[WHAT IS BEING ASKED]
Check the records below line by line, and report how many lines include the string "that". No other words are needed.

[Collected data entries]
▶

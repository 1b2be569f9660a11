use crate::exit::{self, Exit};
use crate::output::{print_json, print_result};
use crate::workspace::{self, Overrides, Workspace};
use devflow_core::{DevflowError, Step};
use std::path::Path;

/// `devflow run <action> [key=value | value]...`
pub fn run(
    root: &Path,
    overrides: &Overrides,
    action: &str,
    args: &[String],
    json: bool,
) -> anyhow::Result<()> {
    let ws = Workspace::load(root, overrides)?;
    let sequencer = ws.sequencer()?;
    let session = ws.session();
    let step = Step::from_tokens(action, args);

    let outcome = workspace::block_on(|cancel| async move {
        sequencer.run_action(&session, &step, &cancel).await
    })?;
    let result = match outcome {
        Ok(result) => result,
        // A single action has no partial results worth reporting.
        Err(DevflowError::Aborted { source, .. }) => return Err((*source).into()),
        Err(e) => return Err(e.into()),
    };

    if json {
        print_json(&result)?;
    } else {
        print_result(&result);
    }

    match &result.failure {
        None => Ok(()),
        Some(failure) => Err(Exit::new(
            exit::for_failure(failure),
            format!("action '{}' failed: {failure}", result.action),
        )
        .into()),
    }
}
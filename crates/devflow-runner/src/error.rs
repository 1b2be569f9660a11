use std::time::Duration;

use thiserror::Error;

use crate::process::CapturedOutput;

#[derive(Debug, Error)]
pub enum RunnerError {
    #[error("failed to launch '{program}': {source}")]
    Launch {
        program: String,
        #[source]
        source: std::io::Error,
    },

    #[error("process timed out after {}ms", .after.as_millis())]
    Timeout {
        after: Duration,
        /// Output captured before the process was killed.
        output: Box<CapturedOutput>,
    },

    #[error("process cancelled")]
    Cancelled { output: Box<CapturedOutput> },

    #[error("I/O error: {0}")]
    Io(#[from] std::io::Error),
}

impl RunnerError {
    /// Output captured before the failure, if the process got that far.
    pub fn partial_output(&self) -> Option<&CapturedOutput> {
        match self {
            RunnerError::Timeout { output, .. } | RunnerError::Cancelled { output } => {
                Some(output)
            }
            RunnerError::Launch { .. } | RunnerError::Io(_) => None,
        }
    }
}
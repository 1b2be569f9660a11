use crate::output::{print_json, print_table};
use crate::workspace::{Overrides, Workspace};
use clap::Subcommand;
use devflow_core::DevflowError;
use std::path::Path;

#[derive(Subcommand)]
pub enum ActionsSubcommand {
    /// List every registered action
    List,

    /// Show one action's command template, arguments and state effects
    Show { name: String },
}

pub fn run(
    root: &Path,
    overrides: &Overrides,
    subcmd: Option<ActionsSubcommand>,
    json: bool,
) -> anyhow::Result<()> {
    let ws = Workspace::load(root, overrides)?;
    let registry = ws.registry()?;
    match subcmd.unwrap_or(ActionsSubcommand::List) {
        ActionsSubcommand::List => {
            if json {
                return print_json(&registry.iter().collect::<Vec<_>>());
            }
            let rows = registry
                .iter()
                .map(|a| {
                    vec![
                        a.name.clone(),
                        join(a.requires.iter().map(|f| f.as_str())),
                        join(a.mutates.iter().map(|e| e.as_str())),
                        a.description.clone(),
                    ]
                })
                .collect();
            print_table(&["NAME", "REQUIRES", "MUTATES", "DESCRIPTION"], rows);
            Ok(())
        }
        ActionsSubcommand::Show { name } => {
            let descriptor = registry
                .get(&name)
                .ok_or_else(|| DevflowError::UnknownAction(name.clone()))?;
            let parameters = registry.parameters(&name)?;
            let required = registry.required_args(&name)?;
            if json {
                return print_json(&serde_json::json!({
                    "action": &**descriptor,
                    "parameters": parameters,
                    "required": required,
                }));
            }
            println!("Action:      {}", descriptor.name);
            if !descriptor.description.is_empty() {
                println!("Description: {}", descriptor.description);
            }
            println!("Command:     {}", descriptor.command.join(" "));
            println!("Parameters:  {}", join(parameters.iter().map(|p| {
                match descriptor.defaults.get(p) {
                    Some(default) => format!("{p}={default}"),
                    None => p.clone(),
                }
            })));
            println!("Requires:    {}", join(descriptor.requires.iter().map(|f| f.as_str())));
            println!("Mutates:     {}", join(descriptor.mutates.iter().map(|e| e.as_str())));
            if let Some(flag) = descriptor.already_satisfied {
                println!("Satisfied:   when {flag} holds (idempotent re-entry)");
            }
            Ok(())
        }
    }
}

fn join<S: AsRef<str>>(items: impl Iterator<Item = S>) -> String {
    let parts: Vec<String> = items.map(|s| s.as_ref().to_string()).collect();
    if parts.is_empty() {
        "-".to_string()
    } else {
        parts.join(", ")
    }
}
//! Application configuration types.
//!
//! The top-level [`Config`] struct is deserialized from JSON. Every section
//! defaults sensibly so a completely empty `{}` file is valid.

use serde::{Deserialize, Serialize};
use std::path::Path;

use crate::error::Result;
use crate::program::{ParseMode, ProgramId};
use crate::Error;

/// Default ceiling for raw split files (25 MiB).
pub const DEFAULT_MAX_FILE_SIZE: u64 = 25 * 1024 * 1024;

// ---------------------------------------------------------------------------
// Top-level Config
// ---------------------------------------------------------------------------

/// Root application configuration.
#[derive(Debug, Clone, Default, Serialize, Deserialize)]
#[serde(default)]
pub struct Config {
    pub parse: ParseConfig,
    pub output: OutputConfig,
}

impl Config {
    /// Deserialize a `Config` from a JSON string.
    pub fn from_json(json_str: &str) -> Result<Self> {
        serde_json::from_str(json_str)
            .map_err(|e| Error::Validation(format!("config parse error: {e}")))
    }

    /// Load the config at `path`, or defaults when there is none.
    ///
    /// A file that cannot be read or decoded is logged and replaced by
    /// defaults; the CLI must still be able to parse splits without it.
    /// Warnings from [`Config::validate`] are logged for a loaded file.
    pub fn load_or_default(path: Option<&Path>) -> Self {
        let Some(path) = path else {
            return Self::default();
        };

        let loaded = std::fs::read_to_string(path)
            .map_err(Error::from)
            .and_then(|contents| Self::from_json(&contents));
        match loaded {
            Ok(config) => {
                for warning in config.validate() {
                    tracing::warn!(path = %path.display(), "{warning}");
                }
                config
            }
            Err(Error::Io { source }) if source.kind() == std::io::ErrorKind::NotFound => {
                tracing::info!(path = %path.display(), "no splitkit config; using defaults");
                Self::default()
            }
            Err(e) => {
                tracing::warn!(path = %path.display(), error = %e, "ignoring splitkit config");
                Self::default()
            }
        }
    }

    /// Return a list of validation warnings (non-fatal issues).
    pub fn validate(&self) -> Vec<String> {
        let mut warnings = Vec::new();

        if self.parse.max_file_size == 0 {
            warnings.push("parse.max_file_size is 0; every file will be rejected".into());
        }

        if self.parse.default_mode == ParseMode::Convert {
            warnings.push(
                "parse.default_mode is 'convert'; results will never be handed to persistence"
                    .into(),
            );
        }

        warnings
    }
}

// ---------------------------------------------------------------------------
// Sub-configs
// ---------------------------------------------------------------------------

/// Parsing behaviour.
#[derive(Debug, Clone, Serialize, Deserialize)]
#[serde(default)]
pub struct ParseConfig {
    /// Mode used when the caller does not ask for one.
    pub default_mode: ParseMode,
    /// Skip detection and try only this program.
    pub forced_program: Option<ProgramId>,
    /// Largest raw file accepted, in bytes.
    pub max_file_size: u64,
}

impl Default for ParseConfig {
    fn default() -> Self {
        Self {
            default_mode: ParseMode::Fast,
            forced_program: None,
            max_file_size: DEFAULT_MAX_FILE_SIZE,
        }
    }
}

/// Output rendering.
#[derive(Debug, Clone, Serialize, Deserialize)]
#[serde(default)]
pub struct OutputConfig {
    pub pretty_json: bool,
}

impl Default for OutputConfig {
    fn default() -> Self {
        Self { pretty_json: true }
    }
}

#[cfg(test)]
mod tests {
    use super::*;
    use std::io::Write;

    #[test]
    fn empty_json_is_default() {
        let config = Config::from_json("{}").unwrap();
        assert_eq!(config.parse.default_mode, ParseMode::Fast);
        assert_eq!(config.parse.forced_program, None);
        assert_eq!(config.parse.max_file_size, DEFAULT_MAX_FILE_SIZE);
        assert!(config.output.pretty_json);
    }

    #[test]
    fn partial_sections_fill_defaults() {
        let config =
            Config::from_json(r#"{"parse": {"forced_program": "livesplit"}}"#).unwrap();
        assert_eq!(config.parse.forced_program, Some(ProgramId::LiveSplit));
        assert_eq!(config.parse.max_file_size, DEFAULT_MAX_FILE_SIZE);
    }

    #[test]
    fn invalid_json_is_validation_error() {
        let err = Config::from_json("{not json").unwrap_err();
        assert!(matches!(err, Error::Validation(_)));
    }

    #[test]
    fn unknown_program_rejected() {
        assert!(Config::from_json(r#"{"parse": {"forced_program": "faceit"}}"#).is_err());
    }

    #[test]
    fn load_missing_file_uses_defaults() {
        let dir = tempfile::tempdir().unwrap();
        let config = Config::load_or_default(Some(&dir.path().join("absent.json")));
        assert_eq!(config.parse.default_mode, ParseMode::Fast);
    }

    #[test]
    fn load_unparseable_file_uses_defaults() {
        let mut tmp = tempfile::NamedTempFile::new().unwrap();
        write!(tmp, r#"{{"parse": 3}}"#).unwrap();
        let config = Config::load_or_default(Some(tmp.path()));
        assert_eq!(config.parse.default_mode, ParseMode::Fast);
        assert!(config.output.pretty_json);
    }

    #[test]
    fn load_from_file() {
        let mut file = tempfile::NamedTempFile::new().unwrap();
        write!(file, r#"{{"parse": {{"default_mode": "full"}}, "output": {{"pretty_json": false}}}}"#)
            .unwrap();
        let config = Config::load_or_default(Some(file.path()));
        assert_eq!(config.parse.default_mode, ParseMode::Full);
        assert!(!config.output.pretty_json);
    }

    #[test]
    fn validate_flags_zero_ceiling_and_convert_default() {
        let mut config = Config::default();
        assert!(config.validate().is_empty());

        config.parse.max_file_size = 0;
        config.parse.default_mode = ParseMode::Convert;
        let warnings = config.validate();
        assert_eq!(warnings.len(), 2);
        assert!(warnings[0].contains("max_file_size"));
    }
}
//! SplitterZ split files.
//!
//! ```text
//! Super Mario 64 16 Star,143
//! Bob-omb Battlefield,0:01:05.30,0:01:02.10
//! Whomp's Fortress,0:02:40.00,0:01:30.00
//! ```
//!
//! The first line holds the title and attempt count; every later line is
//! `name,cumulative,best_segment`. SplitterZ writes `‡` for commas in names.

use splitkit_core::ProgramId;

use crate::error::DecodeError;
use crate::parser::{settle, Depth, FormatParser};
use crate::segment::{line_at, SegmentDecoder, SegmentLayout, TextFields, TimeBasis, Timeline};
use crate::types::ParsedRun;

const FIELDS: TextFields = TextFields {
    separator: ',',
    count: 3,
    right_aligned: false,
    name: 0,
    time: 1,
    best: 2,
    name_escape: Some("‡"),
};

/// [`FormatParser`] for SplitterZ's comma-separated layout.
#[derive(Debug, Default)]
pub struct SplitterZParser;

impl SplitterZParser {
    pub fn new() -> Self {
        Self
    }
}

impl FormatParser for SplitterZParser {
    fn program(&self) -> ProgramId {
        ProgramId::SplitterZ
    }

    fn parse(&self, bytes: &[u8], depth: Depth) -> splitkit_core::Result<Option<ParsedRun>> {
        settle(self.program(), decode(bytes, depth))
    }
}

fn decode(bytes: &[u8], depth: Depth) -> Result<ParsedRun, DecodeError> {
    let (header, mut offset) = line_at(bytes, 0)?;
    let mut header_fields = header.split(',');
    let title = header_fields.next().unwrap_or_default().replace('‡', ",");
    let attempts = header_fields
        .next()
        .and_then(|a| a.trim().parse::<u32>().ok())
        .ok_or_else(|| DecodeError::mismatch("header is not 'title,attempts'"))?;

    let decoder = SegmentDecoder::new(SegmentLayout::Delimited(FIELDS), depth);
    let mut timeline = Timeline::new(TimeBasis::Cumulative);
    while offset < bytes.len() {
        let (line, next) = line_at(bytes, offset)?;
        if !line.trim().is_empty() {
            let (record, _) = decoder.decode(bytes, offset)?;
            timeline.push(record, offset)?;
        }
        offset = next;
    }

    if timeline.is_empty() {
        return Err(DecodeError::mismatch("no segment lines"));
    }

    Ok(ParsedRun {
        name: Some(title.trim().to_string()).filter(|t| !t.is_empty()),
        attempts: Some(attempts),
        segments: timeline.into_segments(),
        ..ParsedRun::default()
    })
}

#[cfg(test)]
mod tests {
    use super::*;
    use std::time::Duration;

    const SAMPLE: &str = "Super Mario 64 16 Star,143\r\n\
        Bob-omb Battlefield,0:01:05.30,0:01:02.10\r\n\
        Whomp's Fortress,0:02:40.00,0:01:30.00\r\n";

    #[test]
    fn decodes_sample() {
        let run = SplitterZParser.parse(SAMPLE.as_bytes(), Depth::Full).unwrap().unwrap();
        assert_eq!(run.name.as_deref(), Some("Super Mario 64 16 Star"));
        assert_eq!(run.attempts, Some(143));
        assert_eq!(run.segments.len(), 2);
        assert_eq!(run.segments[0].duration, Duration::from_millis(65_300));
        assert_eq!(run.segments[1].duration, Duration::from_millis(94_700));
        assert_eq!(run.segments[0].best, Some(Duration::from_millis(62_100)));
    }

    #[test]
    fn escaped_commas_in_names() {
        let text = "Hi‡ there,1\nOne‡ Two,10.0,9.0\n";
        let run = SplitterZParser.parse(text.as_bytes(), Depth::Full).unwrap().unwrap();
        assert_eq!(run.name.as_deref(), Some("Hi, there"));
        assert_eq!(run.segments[0].name, "One, Two");
    }

    #[test]
    fn header_only_is_no_match() {
        assert!(SplitterZParser.parse(b"Title,3\n", Depth::Full).unwrap().is_none());
    }

    #[test]
    fn non_numeric_attempts_is_no_match() {
        let text = b"Title,lots\nA,1.0,1.0\n";
        assert!(SplitterZParser.parse(text, Depth::Full).unwrap().is_none());
    }

    #[test]
    fn wsplit_file_is_no_match() {
        let text = b"Title=Game\nAttempts=3\nOffset=0\nSize=152,25\nA,0,10.5,9.0\n";
        assert!(SplitterZParser.parse(text, Depth::Full).unwrap().is_none());
    }
}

◀

[TASK OUTPUT]
2